§ **Dataset records**:
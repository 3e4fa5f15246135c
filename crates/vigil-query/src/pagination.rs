//! Cursor pagination over fully materialized sequences
//!
//! Cursors encode an element's index in the sequence evaluated for one call.
//! Callers sort the sequence before paging so the same data yields the same
//! cursors on every call.

use base64::Engine;
use base64::engine::general_purpose::STANDARD;
use serde::{Deserialize, Serialize};

use vigil_core::{Error, Result};

const CURSOR_PREFIX: &str = "arrayconnection:";

/// Pagination arguments supplied by the caller
#[derive(Debug, Clone, Default, PartialEq, Eq, Serialize, Deserialize)]
pub struct ConnectionArgs {
    #[serde(default, skip_serializing_if = "Option::is_none")]
    pub first: Option<usize>,
    #[serde(default, skip_serializing_if = "Option::is_none")]
    pub after: Option<String>,
    #[serde(default, skip_serializing_if = "Option::is_none")]
    pub last: Option<usize>,
    #[serde(default, skip_serializing_if = "Option::is_none")]
    pub before: Option<String>,
}

impl ConnectionArgs {
    pub fn new() -> Self {
        Self::default()
    }

    pub fn with_first(mut self, first: usize) -> Self {
        self.first = Some(first);
        self
    }

    pub fn with_after(mut self, cursor: impl Into<String>) -> Self {
        self.after = Some(cursor.into());
        self
    }

    pub fn with_last(mut self, last: usize) -> Self {
        self.last = Some(last);
        self
    }

    pub fn with_before(mut self, cursor: impl Into<String>) -> Self {
        self.before = Some(cursor.into());
        self
    }
}

#[derive(Debug, Clone, PartialEq, Eq, Serialize, Deserialize)]
pub struct Edge<T> {
    pub cursor: String,
    pub node: T,
}

#[derive(Debug, Clone, Default, PartialEq, Eq, Serialize, Deserialize)]
pub struct PageInfo {
    pub has_next_page: bool,
    pub has_previous_page: bool,
    pub start_cursor: Option<String>,
    pub end_cursor: Option<String>,
}

/// One page of a sequence
#[derive(Debug, Clone, PartialEq, Eq, Serialize, Deserialize)]
pub struct Connection<T> {
    pub edges: Vec<Edge<T>>,
    pub page_info: PageInfo,
    /// Size of the whole sequence before windowing
    pub total_count: usize,
}

impl<T> Connection<T> {
    pub fn empty() -> Self {
        Self {
            edges: Vec::new(),
            page_info: PageInfo::default(),
            total_count: 0,
        }
    }

    pub fn nodes(&self) -> impl Iterator<Item = &T> {
        self.edges.iter().map(|edge| &edge.node)
    }

    pub fn into_nodes(self) -> Vec<T> {
        self.edges.into_iter().map(|edge| edge.node).collect()
    }
}

pub fn encode_cursor(index: usize) -> String {
    STANDARD.encode(format!("{}{}", CURSOR_PREFIX, index))
}

/// Decode a cursor and check it addresses an element of a sequence of `len`.
///
/// # Errors
/// - `Error::InvalidCursor` for malformed cursors or out of range positions
pub fn decode_cursor(cursor: &str, len: usize) -> Result<usize> {
    let bytes = STANDARD
        .decode(cursor)
        .map_err(|e| Error::InvalidCursor(format!("{}: {}", cursor, e)))?;
    let text = String::from_utf8(bytes)
        .map_err(|_| Error::InvalidCursor(format!("{}: not valid UTF-8", cursor)))?;
    let index = text
        .strip_prefix(CURSOR_PREFIX)
        .and_then(|raw| raw.parse::<usize>().ok())
        .ok_or_else(|| Error::InvalidCursor(format!("{}: unrecognized format", cursor)))?;

    if index >= len {
        return Err(Error::InvalidCursor(format!(
            "{}: position {} outside sequence of {}",
            cursor, index, len
        )));
    }
    Ok(index)
}

/// Slice `items` into a page according to `args`.
///
/// `after` and `before` are exclusive bounds. `first` then keeps the leading
/// elements of the bounded range and `last` the trailing ones. The page
/// flags report whether elements of the bounded range were trimmed away.
///
/// # Errors
/// - `Error::InvalidCursor` if `after` or `before` does not resolve
pub fn connection_from_vec<T>(items: Vec<T>, args: &ConnectionArgs) -> Result<Connection<T>> {
    let total_count = items.len();
    let mut start = 0;
    let mut end = total_count;

    if let Some(after) = &args.after {
        start = decode_cursor(after, total_count)? + 1;
    }
    if let Some(before) = &args.before {
        end = decode_cursor(before, total_count)?;
    }
    if end < start {
        end = start;
    }

    let mut has_next_page = false;
    let mut has_previous_page = false;

    if let Some(first) = args.first
        && first < end - start
    {
        end = start + first;
        has_next_page = true;
    }
    if let Some(last) = args.last
        && last < end - start
    {
        start = end - last;
        has_previous_page = true;
    }

    let edges: Vec<Edge<T>> = items
        .into_iter()
        .enumerate()
        .skip(start)
        .take(end - start)
        .map(|(index, node)| Edge {
            cursor: encode_cursor(index),
            node,
        })
        .collect();

    let page_info = PageInfo {
        has_next_page,
        has_previous_page,
        start_cursor: edges.first().map(|edge| edge.cursor.clone()),
        end_cursor: edges.last().map(|edge| edge.cursor.clone()),
    };

    Ok(Connection {
        edges,
        page_info,
        total_count,
    })
}
//! Store aggregate
//!
//! Wires every resource store to one shared key-value client and one shared
//! tenant registry.

use std::sync::Arc;
use tracing::info;

use vigil_core::{KvStore, Result};

use crate::checks::CheckConfigStore;
use crate::config::{StoreBackend, StoreConfig};
use crate::entities::EntityStore;
use crate::events::EventStore;
use crate::memory::MemoryKvStore;
use crate::sqlite::SqliteKvStore;
use crate::tenants::TenantStore;
use crate::users::UserStore;

/// All resource stores over one backing key-value store
#[derive(Clone)]
pub struct Store {
    kv: Arc<dyn KvStore>,
    tenants: Arc<TenantStore>,
    events: Arc<EventStore>,
    entities: Arc<EntityStore>,
    checks: Arc<CheckConfigStore>,
    users: Arc<UserStore>,
}

impl Store {
    pub fn new(kv: Arc<dyn KvStore>) -> Self {
        let tenants = Arc::new(TenantStore::new(kv.clone()));
        Self {
            events: Arc::new(EventStore::new(kv.clone(), tenants.clone())),
            entities: Arc::new(EntityStore::new(kv.clone(), tenants.clone())),
            checks: Arc::new(CheckConfigStore::new(kv.clone(), tenants.clone())),
            users: Arc::new(UserStore::new(kv.clone())),
            tenants,
            kv,
        }
    }

    /// Open the backend selected by `config`.
    pub async fn from_config(config: &StoreConfig) -> Result<Self> {
        let kv: Arc<dyn KvStore> = match config.backend {
            StoreBackend::Memory => Arc::new(MemoryKvStore::new()),
            StoreBackend::Sqlite => Arc::new(SqliteKvStore::new(&config.sqlite).await?),
        };

        info!("Initialized store with {:?} backend", config.backend);
        Ok(Self::new(kv))
    }

    pub fn kv(&self) -> &Arc<dyn KvStore> {
        &self.kv
    }

    pub fn tenants(&self) -> &TenantStore {
        &self.tenants
    }

    pub fn events(&self) -> &EventStore {
        &self.events
    }

    pub fn entities(&self) -> &EntityStore {
        &self.entities
    }

    pub fn checks(&self) -> &CheckConfigStore {
        &self.checks
    }

    pub fn users(&self) -> &UserStore {
        &self.users
    }
}
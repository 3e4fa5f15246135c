//! Vigil Query
//!
//! Read-side composition for API layers:
//! - `Viewer`: per-actor collections (entities, checks, check events, user)
//! - `CheckQuery`: authorized source of check configurations
//! - Relay-style cursor pagination over sorted sequences

pub mod controller;
pub mod pagination;
pub mod viewer;

pub use controller::{CheckController, CheckQuery, CheckQueryParams};
pub use pagination::{
    Connection, ConnectionArgs, Edge, PageInfo, connection_from_vec, decode_cursor, encode_cursor,
};
pub use viewer::Viewer;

§ **Action item**: Each entry in the data should be restated exactly as it was written.

§ **Task answer**:
repository 3e4fa5f15246135c
filename crates/vigil-query/src/pagination.rs
//! Cursor pagination over fully materialized sequences
//!
//! Cursors encode an element's index in the sequence evaluated for one call.
//! Callers sort the sequence before paging so the same data yields the same
//! cursors on every call.

use base64::Engine;
use base64::engine::general_purpose::STANDARD;
use serde::{Deserialize, Serialize};

use vigil_core::{Error, Result};

const CURSOR_PREFIX: &str = "arrayconnection:";

/// Pagination arguments supplied by the caller
#[derive(Debug, Clone, Default, PartialEq, Eq, Serialize, Deserialize)]
pub struct ConnectionArgs {
    #[serde(default, skip_serializing_if = "Option::is_none")]
    pub first: Option<usize>,
    #[serde(default, skip_serializing_if = "Option::is_none")]
    pub after: Option<String>,
    #[serde(default, skip_serializing_if = "Option::is_none")]
    pub last: Option<usize>,
    #[serde(default, skip_serializing_if = "Option::is_none")]
    pub before: Option<String>,
}

impl ConnectionArgs {
    pub fn new() -> Self {
        Self::default()
    }

    pub fn with_first(mut self, first: usize) -> Self {
        self.first = Some(first);
        self
    }

    pub fn with_after(mut self, cursor: impl Into<String>) -> Self {
        self.after = Some(cursor.into());
        self
    }

    pub fn with_last(mut self, last: usize) -> Self {
        self.last = Some(last);
        self
    }

    pub fn with_before(mut self, cursor: impl Into<String>) -> Self {
        self.before = Some(cursor.into());
        self
    }
}

#[derive(Debug, Clone, PartialEq, Eq, Serialize, Deserialize)]
pub struct Edge<T> {
    pub cursor: String,
    pub node: T,
}

#[derive(Debug, Clone, Default, PartialEq, Eq, Serialize, Deserialize)]
pub struct PageInfo {
    pub has_next_page: bool,
    pub has_previous_page: bool,
    pub start_cursor: Option<String>,
    pub end_cursor: Option<String>,
}

/// One page of a sequence
#[derive(Debug, Clone, PartialEq, Eq, Serialize, Deserialize)]
pub struct Connection<T> {
    pub edges: Vec<Edge<T>>,
    pub page_info: PageInfo,
    /// Size of the whole sequence before windowing
    pub total_count: usize,
}

impl<T> Connection<T> {
    pub fn empty() -> Self {
        Self {
            edges: Vec::new(),
            page_info: PageInfo::default(),
            total_count: 0,
        }
    }

    pub fn nodes(&self) -> impl Iterator<Item = &T> {
        self.edges.iter().map(|edge| &edge.node)
    }

    pub fn into_nodes(self) -> Vec<T> {
        self.edges.into_iter().map(|edge| edge.node).collect()
    }
}

pub fn encode_cursor(index: usize) -> String {
    STANDARD.encode(format!("{}{}", CURSOR_PREFIX, index))
}

/// Decode a cursor and check it addresses an element of a sequence of `len`.
///
/// # Errors
/// - `Error::InvalidCursor` for malformed cursors or out of range positions
pub fn decode_cursor(cursor: &str, len: usize) -> Result<usize> {
    let bytes = STANDARD
        .decode(cursor)
        .map_err(|e| Error::InvalidCursor(format!("{}: {}", cursor, e)))?;
    let text = String::from_utf8(bytes)
        .map_err(|_| Error::InvalidCursor(format!("{}: not valid UTF-8", cursor)))?;
    let index = text
        .strip_prefix(CURSOR_PREFIX)
        .and_then(|raw| raw.parse::<usize>().ok())
        .ok_or_else(|| Error::InvalidCursor(format!("{}: unrecognized format", cursor)))?;

    if index >= len {
        return Err(Error::InvalidCursor(format!(
            "{}: position {} outside sequence of {}",
            cursor, index, len
        )));
    }
    Ok(index)
}

/// Slice `items` into a page according to `args`.
///
/// `after` and `before` are exclusive bounds. `first` then keeps the leading
/// elements of the bounded range and `last` the trailing ones. The page
/// flags report whether elements of the bounded range were trimmed away.
///
/// # Errors
/// - `Error::InvalidCursor` if `after` or `before` does not resolve
pub fn connection_from_vec<T>(items: Vec<T>, args: &ConnectionArgs) -> Result<Connection<T>> {
    let total_count = items.len();
    let mut start = 0;
    let mut end = total_count;

    if let Some(after) = &args.after {
        start = decode_cursor(after, total_count)? + 1;
    }
    if let Some(before) = &args.before {
        end = decode_cursor(before, total_count)?;
    }
    if end < start {
        end = start;
    }

    let mut has_next_page = false;
    let mut has_previous_page = false;

    if let Some(first) = args.first
        && first < end - start
    {
        end = start + first;
        has_next_page = true;
    }
    if let Some(last) = args.last
        && last < end - start
    {
        start = end - last;
        has_previous_page = true;
    }

    let edges: Vec<Edge<T>> = items
        .into_iter()
        .enumerate()
        .skip(start)
        .take(end - start)
        .map(|(index, node)| Edge {
            cursor: encode_cursor(index),
            node,
        })
        .collect();

    let page_info = PageInfo {
        has_next_page,
        has_previous_page,
        start_cursor: edges.first().map(|edge| edge.cursor.clone()),
        end_cursor: edges.last().map(|edge| edge.cursor.clone()),
    };

    Ok(Connection {
        edges,
        page_info,
        total_count,
    })
}
//! Store aggregate
//!
//! Wires every resource store to one shared key-value client and one shared
//! tenant registry.

use std::sync::Arc;
use tracing::info;

use vigil_core::{KvStore, Result};

use crate::checks::CheckConfigStore;
use crate::config::{StoreBackend, StoreConfig};
use crate::entities::EntityStore;
use crate::events::EventStore;
use crate::memory::MemoryKvStore;
use crate::sqlite::SqliteKvStore;
use crate::tenants::TenantStore;
use crate::users::UserStore;

/// All resource stores over one backing key-value store
#[derive(Clone)]
pub struct Store {
    kv: Arc<dyn KvStore>,
    tenants: Arc<TenantStore>,
    events: Arc<EventStore>,
    entities: Arc<EntityStore>,
    checks: Arc<CheckConfigStore>,
    users: Arc<UserStore>,
}

impl Store {
    pub fn new(kv: Arc<dyn KvStore>) -> Self {
        let tenants = Arc::new(TenantStore::new(kv.clone()));
        Self {
            events: Arc::new(EventStore::new(kv.clone(), tenants.clone())),
            entities: Arc::new(EntityStore::new(kv.clone(), tenants.clone())),
            checks: Arc::new(CheckConfigStore::new(kv.clone(), tenants.clone())),
            users: Arc::new(UserStore::new(kv.clone())),
            tenants,
            kv,
        }
    }

    /// Open the backend selected by `config`.
    pub async fn from_config(config: &StoreConfig) -> Result<Self> {
        let kv: Arc<dyn KvStore> = match config.backend {
            StoreBackend::Memory => Arc::new(MemoryKvStore::new()),
            StoreBackend::Sqlite => Arc::new(SqliteKvStore::new(&config.sqlite).await?),
        };

        info!("Initialized store with {:?} backend", config.backend);
        Ok(Self::new(kv))
    }

    pub fn kv(&self) -> &Arc<dyn KvStore> {
        &self.kv
    }

    pub fn tenants(&self) -> &TenantStore {
        &self.tenants
    }

    pub fn events(&self) -> &EventStore {
        &self.events
    }

    pub fn entities(&self) -> &EntityStore {
        &self.entities
    }

    pub fn checks(&self) -> &CheckConfigStore {
        &self.checks
    }

    pub fn users(&self) -> &UserStore {
        &self.users
    }
}
repository 3e4fa5f15246135c
//! Vigil Query
//!
//! Read-side composition for API layers:
//! - `Viewer`: per-actor collections (entities, checks, check events, user)
//! - `CheckQuery`: authorized source of check configurations
//! - Relay-style cursor pagination over sorted sequences

pub mod controller;
pub mod pagination;
pub mod viewer;

pub use controller::{CheckController, CheckQuery, CheckQueryParams};
pub use pagination::{
    Connection, ConnectionArgs, Edge, PageInfo, connection_from_vec, decode_cursor, encode_cursor,
};
pub use viewer::Viewer;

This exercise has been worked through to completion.